Significance Statement
Superamphiphobic surfaces are super-oleophobic and super-hydrophobic making them more preferable than surfaces with super-repellency only to oil or water. These surfaces have been used in applications such as self-cleaning, non-staining surfaces, personal protection, corrosion prevention, antifouling, drag reaction, and liquid separation. For a surface to be superamphiphobicity, it must have high roughness and low surface energy.
A number of methods have been proposed to generate superamphiphobic surfaces including physical etching, template-assisted deposition, roughening surfaces using nanoparticles, and sputter coating. These methods are normally coupled with low-surface-energy treatment.
A number of wet-chemical coating systems for superamphiphobic treatment implement organic solvents including acetone, and ethanol to fabricate the coating solution. Continuous use of organic solvents has environment pollution issues and high preparation cost. Waterborne coating systems have been adopted for superamphiphobic treatment, but remain challenging to make. There are two main obstacles limiting the development of superamphiphobic coating systems. They include preparing a stable dispersion of low-free-energy substances in water and generating durable coating with adequate adhesion to the substrate.

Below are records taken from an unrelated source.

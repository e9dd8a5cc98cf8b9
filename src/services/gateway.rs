use async_trait::async_trait;
use reqwest::Client;
use rust_decimal::prelude::ToPrimitive;
use rust_decimal::{Decimal, RoundingStrategy};
use serde::Deserialize;
use std::time::Duration;
use thiserror::Error;
use tracing::{error, info};
use uuid::Uuid;

use crate::config::StripeSettings;

#[derive(Error, Debug)]
pub enum GatewayError {
    #[error("Invalid amount for gateway: {0}")]
    InvalidAmount(String),
    #[error("Gateway request failed: {0}")]
    Request(String),
    #[error("Gateway rejected the operation: {0}")]
    Rejected(String),
    #[error("Gateway request timed out")]
    Timeout,
}

#[derive(Debug, Clone)]
pub struct PaymentIntent {
    pub reference: String,
    pub client_secret: String,
}

/// Card-processor contract the lifecycle engine depends on. Amounts cross
/// this boundary as integer minor units only.
#[async_trait]
pub trait PaymentGateway: Send + Sync {
    async fn create_intent(
        &self,
        amount_minor: i64,
        payment_id: Uuid,
        title: &str,
    ) -> Result<PaymentIntent, GatewayError>;

    /// Fetches an already-created intent by its reference.
    async fn retrieve_intent(&self, reference: &str) -> Result<PaymentIntent, GatewayError>;

    async fn capture(&self, reference: &str) -> Result<(), GatewayError>;

    async fn cancel(&self, reference: &str) -> Result<(), GatewayError>;
}

/// Converts a decimal currency amount to integer minor units (cents),
/// rounding midpoints away from zero: 19.99 -> 1999, 0.005 -> 1.
pub fn to_minor_units(amount: Decimal) -> Result<i64, GatewayError> {
    if amount.is_sign_negative() {
        return Err(GatewayError::InvalidAmount(format!(
            "negative amount {amount}"
        )));
    }

    let minor = (amount * Decimal::from(100))
        .round_dp_with_strategy(0, RoundingStrategy::MidpointAwayFromZero);

    minor
        .to_i64()
        .ok_or_else(|| GatewayError::InvalidAmount(format!("amount {amount} out of range")))
}

#[derive(Debug, Deserialize)]
struct StripeIntentResponse {
    id: String,
    client_secret: String,
}

#[derive(Debug, Deserialize)]
struct StripeErrorBody {
    error: StripeErrorDetail,
}

#[derive(Debug, Deserialize)]
struct StripeErrorDetail {
    message: Option<String>,
}

/// Stripe REST adapter. Form-encoded requests, bounded timeout; a timed-out
/// call is reported as failure, never assumed to have succeeded.
#[derive(Clone)]
pub struct StripeGateway {
    http: Client,
    settings: StripeSettings,
}

impl StripeGateway {
    pub fn new(settings: StripeSettings) -> Result<Self, GatewayError> {
        let timeout = Duration::from_millis(if settings.timeout_ms > 0 {
            settings.timeout_ms
        } else {
            15_000
        });

        let http = Client::builder()
            .use_rustls_tls()
            .timeout(timeout)
            .build()
            .map_err(|e| GatewayError::Request(e.to_string()))?;

        Ok(Self { http, settings })
    }

    fn classify(err: reqwest::Error) -> GatewayError {
        if err.is_timeout() {
            GatewayError::Timeout
        } else {
            GatewayError::Request(err.to_string())
        }
    }

    async fn rejection(response: reqwest::Response) -> GatewayError {
        let status = response.status();
        let message = match response.json::<StripeErrorBody>().await {
            Ok(body) => body.error.message.unwrap_or_else(|| status.to_string()),
            Err(_) => status.to_string(),
        };
        GatewayError::Rejected(message)
    }

    async fn post_action(&self, reference: &str, action: &str) -> Result<(), GatewayError> {
        let url = format!(
            "{}/v1/payment_intents/{}/{}",
            self.settings.api_base, reference, action
        );

        let response = self
            .http
            .post(&url)
            .basic_auth(&self.settings.secret_key, None::<&str>)
            .send()
            .await
            .map_err(Self::classify)?;

        if !response.status().is_success() {
            let err = Self::rejection(response).await;
            error!("Stripe {} failed for {}: {}", action, reference, err);
            return Err(err);
        }

        info!("Stripe {} succeeded for {}", action, reference);
        Ok(())
    }
}

#[async_trait]
impl PaymentGateway for StripeGateway {
    async fn create_intent(
        &self,
        amount_minor: i64,
        payment_id: Uuid,
        title: &str,
    ) -> Result<PaymentIntent, GatewayError> {
        let url = format!("{}/v1/payment_intents", self.settings.api_base);
        let amount = amount_minor.to_string();
        let payment_id_value = payment_id.to_string();

        let form = [
            ("amount", amount.as_str()),
            ("currency", self.settings.currency.as_str()),
            // Manual capture keeps the funds on hold until an admin
            // approves or rejects the payment.
            ("capture_method", "manual"),
            ("metadata[payment_id]", payment_id_value.as_str()),
            ("metadata[title]", title),
        ];

        let response = self
            .http
            .post(&url)
            .basic_auth(&self.settings.secret_key, None::<&str>)
            // Deterministic key derived from the payment id lets Stripe
            // dedupe a retried creation instead of opening a second intent.
            .header("Idempotency-Key", format!("payment-intent-{payment_id}"))
            .form(&form)
            .send()
            .await
            .map_err(Self::classify)?;

        if !response.status().is_success() {
            let err = Self::rejection(response).await;
            error!("Stripe intent creation failed for {}: {}", payment_id, err);
            return Err(err);
        }

        let intent: StripeIntentResponse = response
            .json()
            .await
            .map_err(|e| GatewayError::Request(e.to_string()))?;

        info!("Created Stripe intent {} for payment {}", intent.id, payment_id);
        Ok(PaymentIntent {
            reference: intent.id,
            client_secret: intent.client_secret,
        })
    }

    async fn retrieve_intent(&self, reference: &str) -> Result<PaymentIntent, GatewayError> {
        let url = format!("{}/v1/payment_intents/{}", self.settings.api_base, reference);

        let response = self
            .http
            .get(&url)
            .basic_auth(&self.settings.secret_key, None::<&str>)
            .send()
            .await
            .map_err(Self::classify)?;

        if !response.status().is_success() {
            let err = Self::rejection(response).await;
            error!("Stripe intent lookup failed for {}: {}", reference, err);
            return Err(err);
        }

        let intent: StripeIntentResponse = response
            .json()
            .await
            .map_err(|e| GatewayError::Request(e.to_string()))?;

        Ok(PaymentIntent {
            reference: intent.id,
            client_secret: intent.client_secret,
        })
    }

    async fn capture(&self, reference: &str) -> Result<(), GatewayError> {
        self.post_action(reference, "capture").await
    }

    async fn cancel(&self, reference: &str) -> Result<(), GatewayError> {
        self.post_action(reference, "cancel").await
    }
}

Researchers Dr Hua Zhou and Dr Hongxia Wang led by professor Tong Lin at Deakin University in Australia presented a waterborne coating system that was synthesized by dispersing lyophobic nanoparticles, fluorinated alkyl silane, and fluorocarbon surfactant in water for superamphiphobic treatment for a number of substrates. They demonstrated in their study that a wide range of substrates such as woven and non-woven fabrics, wood, metal, sponge and glass, could be treated through this ternary coating system so as to obtain a superamphiphobic surface with low contact angle hysteresis. Their research work is published in Advanced Functional Materials.
The first author Dr Hua Zhou mentioned that we used either spraying or dip coating to apply the prepared coating solution onto the substrates. In case of soft substrates, for instance, sponge and fabrics, they applied dip coating. We immersed the substrates into the prepared coating solution for approximately two minutes. They were then cured and dried. For the case of hard substrates, for instance, wood plate, metal, and glass slide substrates, we applied spray coating.
The coated substrates indicated durable superamphiphobic surface that could withstand various damages. Coated fabrics were durable against the Martindale abrasion with a 12kPa load. After over 2000 cycles of abrasion, the contact angles of olive oil and water remained high. The authors also tested for abrasion resistance of Zonyl321 coated fabric. This was in a bid to compare the obtained results. After the same abrasion experiment, the fabric samples had several damaged fibers as compared to the polytetrafluoroethylene nanoparticle fluorinated alkyl silane treated samples. They observed that after 2000 abrasion cycles, the Zonyl321 coated fabric turned wettable to both oil and water.
The coated samples could withstand multicycle physical abrasion and washing. Dr Hongxia Wang, a key researcher for this project, indicated that the coating had self-healing ability against chemical and physical damage. This mechanism of synthesis of fully waterborne coating systems is important for the development of cheap, safe superamphiphobic methods for several applications.
The authors were able to prove a stable, waterborne coating solution composed of lyophobic nanoparticles fluorinated alkyl silane, and fluorocarbon surfactant and its application for synthesizing super amphiphobic surfaces. The resulting coating solution can be applied easily onto a number of substrates implementing wet-chemical method.

Reference
Hua Zhou, Hongxia Wang, Haitao Niu, Yan Zhao, Zhiguang Xu, and Tong Lin. A Waterborne Coating System for Preparing Robust, Self-healing, Superamphiphobic Surfaces. Advanced Functional Materials 2017, 27, 1604261.